==== Material for this exercise ====

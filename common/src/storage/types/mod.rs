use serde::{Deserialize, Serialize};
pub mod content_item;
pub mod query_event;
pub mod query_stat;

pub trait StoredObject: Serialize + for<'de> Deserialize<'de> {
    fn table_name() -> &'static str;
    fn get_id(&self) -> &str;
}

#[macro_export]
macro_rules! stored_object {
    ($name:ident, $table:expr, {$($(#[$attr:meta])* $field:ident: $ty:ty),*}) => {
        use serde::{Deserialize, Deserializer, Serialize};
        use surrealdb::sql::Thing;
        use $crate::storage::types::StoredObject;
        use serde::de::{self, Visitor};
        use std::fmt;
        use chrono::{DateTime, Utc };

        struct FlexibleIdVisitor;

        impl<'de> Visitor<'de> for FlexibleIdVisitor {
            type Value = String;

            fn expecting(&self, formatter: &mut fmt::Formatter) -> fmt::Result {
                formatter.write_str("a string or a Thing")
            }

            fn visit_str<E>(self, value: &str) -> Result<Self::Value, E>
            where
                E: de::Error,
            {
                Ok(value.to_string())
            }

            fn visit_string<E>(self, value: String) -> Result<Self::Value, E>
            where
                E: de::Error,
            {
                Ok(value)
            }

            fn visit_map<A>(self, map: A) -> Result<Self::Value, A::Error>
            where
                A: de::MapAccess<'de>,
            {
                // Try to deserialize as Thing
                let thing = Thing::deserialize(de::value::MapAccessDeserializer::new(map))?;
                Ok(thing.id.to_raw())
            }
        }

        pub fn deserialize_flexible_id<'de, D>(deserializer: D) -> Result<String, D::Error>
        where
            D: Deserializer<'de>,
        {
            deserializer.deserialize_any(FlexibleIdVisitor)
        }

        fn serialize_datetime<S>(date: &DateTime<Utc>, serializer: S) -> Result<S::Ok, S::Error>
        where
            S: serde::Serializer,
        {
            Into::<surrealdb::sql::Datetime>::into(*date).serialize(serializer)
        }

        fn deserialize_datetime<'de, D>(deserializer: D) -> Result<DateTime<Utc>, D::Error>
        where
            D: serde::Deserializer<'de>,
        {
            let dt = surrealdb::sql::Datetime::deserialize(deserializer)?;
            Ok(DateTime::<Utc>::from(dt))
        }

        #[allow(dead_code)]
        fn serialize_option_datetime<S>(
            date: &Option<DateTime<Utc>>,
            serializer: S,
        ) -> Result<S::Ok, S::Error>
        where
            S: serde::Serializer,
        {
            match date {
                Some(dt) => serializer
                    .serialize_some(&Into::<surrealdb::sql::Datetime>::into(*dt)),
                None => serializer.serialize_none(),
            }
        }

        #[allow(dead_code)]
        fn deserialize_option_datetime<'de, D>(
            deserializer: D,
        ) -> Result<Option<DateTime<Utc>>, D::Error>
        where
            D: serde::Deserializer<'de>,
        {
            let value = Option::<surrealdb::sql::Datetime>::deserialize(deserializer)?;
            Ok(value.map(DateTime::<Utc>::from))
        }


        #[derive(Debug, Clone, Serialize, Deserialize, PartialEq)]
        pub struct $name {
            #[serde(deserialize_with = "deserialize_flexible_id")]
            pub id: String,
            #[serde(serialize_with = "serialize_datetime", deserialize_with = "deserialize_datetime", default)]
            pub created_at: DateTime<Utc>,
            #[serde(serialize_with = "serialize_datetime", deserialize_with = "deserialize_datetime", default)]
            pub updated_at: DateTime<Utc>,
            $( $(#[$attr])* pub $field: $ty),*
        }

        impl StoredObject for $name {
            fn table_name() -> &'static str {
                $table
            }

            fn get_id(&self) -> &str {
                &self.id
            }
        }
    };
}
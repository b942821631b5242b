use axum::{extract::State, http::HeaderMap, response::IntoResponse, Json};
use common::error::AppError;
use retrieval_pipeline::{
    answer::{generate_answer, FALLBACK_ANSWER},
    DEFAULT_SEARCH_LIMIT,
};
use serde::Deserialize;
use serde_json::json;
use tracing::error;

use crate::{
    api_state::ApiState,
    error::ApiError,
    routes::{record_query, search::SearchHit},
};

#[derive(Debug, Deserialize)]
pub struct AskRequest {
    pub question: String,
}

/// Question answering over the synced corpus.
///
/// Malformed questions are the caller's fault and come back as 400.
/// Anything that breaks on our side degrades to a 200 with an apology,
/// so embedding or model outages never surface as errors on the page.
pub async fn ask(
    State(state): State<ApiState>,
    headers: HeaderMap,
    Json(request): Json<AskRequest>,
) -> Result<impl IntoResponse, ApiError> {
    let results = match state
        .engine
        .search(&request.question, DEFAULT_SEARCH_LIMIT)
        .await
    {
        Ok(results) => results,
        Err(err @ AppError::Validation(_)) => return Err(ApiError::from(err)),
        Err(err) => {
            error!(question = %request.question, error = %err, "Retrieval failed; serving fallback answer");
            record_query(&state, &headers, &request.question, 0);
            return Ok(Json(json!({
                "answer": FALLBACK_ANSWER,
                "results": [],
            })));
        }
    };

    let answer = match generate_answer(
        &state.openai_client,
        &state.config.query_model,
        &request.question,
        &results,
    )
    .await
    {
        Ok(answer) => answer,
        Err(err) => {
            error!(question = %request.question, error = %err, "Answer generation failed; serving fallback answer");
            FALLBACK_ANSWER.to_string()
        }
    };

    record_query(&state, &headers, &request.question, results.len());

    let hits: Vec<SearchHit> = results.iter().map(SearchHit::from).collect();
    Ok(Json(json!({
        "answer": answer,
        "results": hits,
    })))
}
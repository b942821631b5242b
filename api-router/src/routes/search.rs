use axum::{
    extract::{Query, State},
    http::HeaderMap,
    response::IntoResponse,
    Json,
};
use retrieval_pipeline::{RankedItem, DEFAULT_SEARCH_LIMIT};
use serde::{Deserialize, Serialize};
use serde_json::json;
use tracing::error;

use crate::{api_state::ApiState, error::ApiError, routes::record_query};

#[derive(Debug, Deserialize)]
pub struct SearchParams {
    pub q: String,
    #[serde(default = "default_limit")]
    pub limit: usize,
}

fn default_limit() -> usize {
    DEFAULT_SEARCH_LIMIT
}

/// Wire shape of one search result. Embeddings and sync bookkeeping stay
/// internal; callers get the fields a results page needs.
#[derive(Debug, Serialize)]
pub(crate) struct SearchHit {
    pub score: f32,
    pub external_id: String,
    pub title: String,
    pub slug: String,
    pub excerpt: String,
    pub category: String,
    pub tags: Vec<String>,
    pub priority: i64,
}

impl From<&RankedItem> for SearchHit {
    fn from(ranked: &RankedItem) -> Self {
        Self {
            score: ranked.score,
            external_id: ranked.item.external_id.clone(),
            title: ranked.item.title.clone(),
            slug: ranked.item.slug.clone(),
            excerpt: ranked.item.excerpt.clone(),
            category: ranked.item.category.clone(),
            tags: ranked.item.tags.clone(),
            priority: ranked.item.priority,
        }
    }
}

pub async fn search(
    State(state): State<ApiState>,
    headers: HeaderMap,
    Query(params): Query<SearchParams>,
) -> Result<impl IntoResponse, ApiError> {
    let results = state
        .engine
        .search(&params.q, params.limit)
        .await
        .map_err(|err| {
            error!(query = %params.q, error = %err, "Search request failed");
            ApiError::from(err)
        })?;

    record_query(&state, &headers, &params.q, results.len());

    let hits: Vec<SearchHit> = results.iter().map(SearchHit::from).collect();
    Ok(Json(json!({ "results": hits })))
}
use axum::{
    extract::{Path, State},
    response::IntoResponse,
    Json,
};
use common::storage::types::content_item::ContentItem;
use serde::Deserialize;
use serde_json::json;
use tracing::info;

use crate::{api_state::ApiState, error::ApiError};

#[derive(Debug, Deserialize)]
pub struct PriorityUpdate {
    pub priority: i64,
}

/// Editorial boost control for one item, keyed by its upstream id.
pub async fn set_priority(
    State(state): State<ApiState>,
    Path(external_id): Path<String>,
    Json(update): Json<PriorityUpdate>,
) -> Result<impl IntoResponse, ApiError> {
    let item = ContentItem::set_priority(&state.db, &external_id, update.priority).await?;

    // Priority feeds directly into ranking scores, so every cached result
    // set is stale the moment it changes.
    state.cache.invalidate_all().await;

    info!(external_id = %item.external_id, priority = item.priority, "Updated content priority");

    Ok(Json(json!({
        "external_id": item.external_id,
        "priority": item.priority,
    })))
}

====

#### What to produce:
Which lines of the data above contain "AppError"? Copy each one.

#### Response to this task:
use common::error::AppError;
        Err(err @ AppError::Validation(_)) => return Err(ApiError::from(err)),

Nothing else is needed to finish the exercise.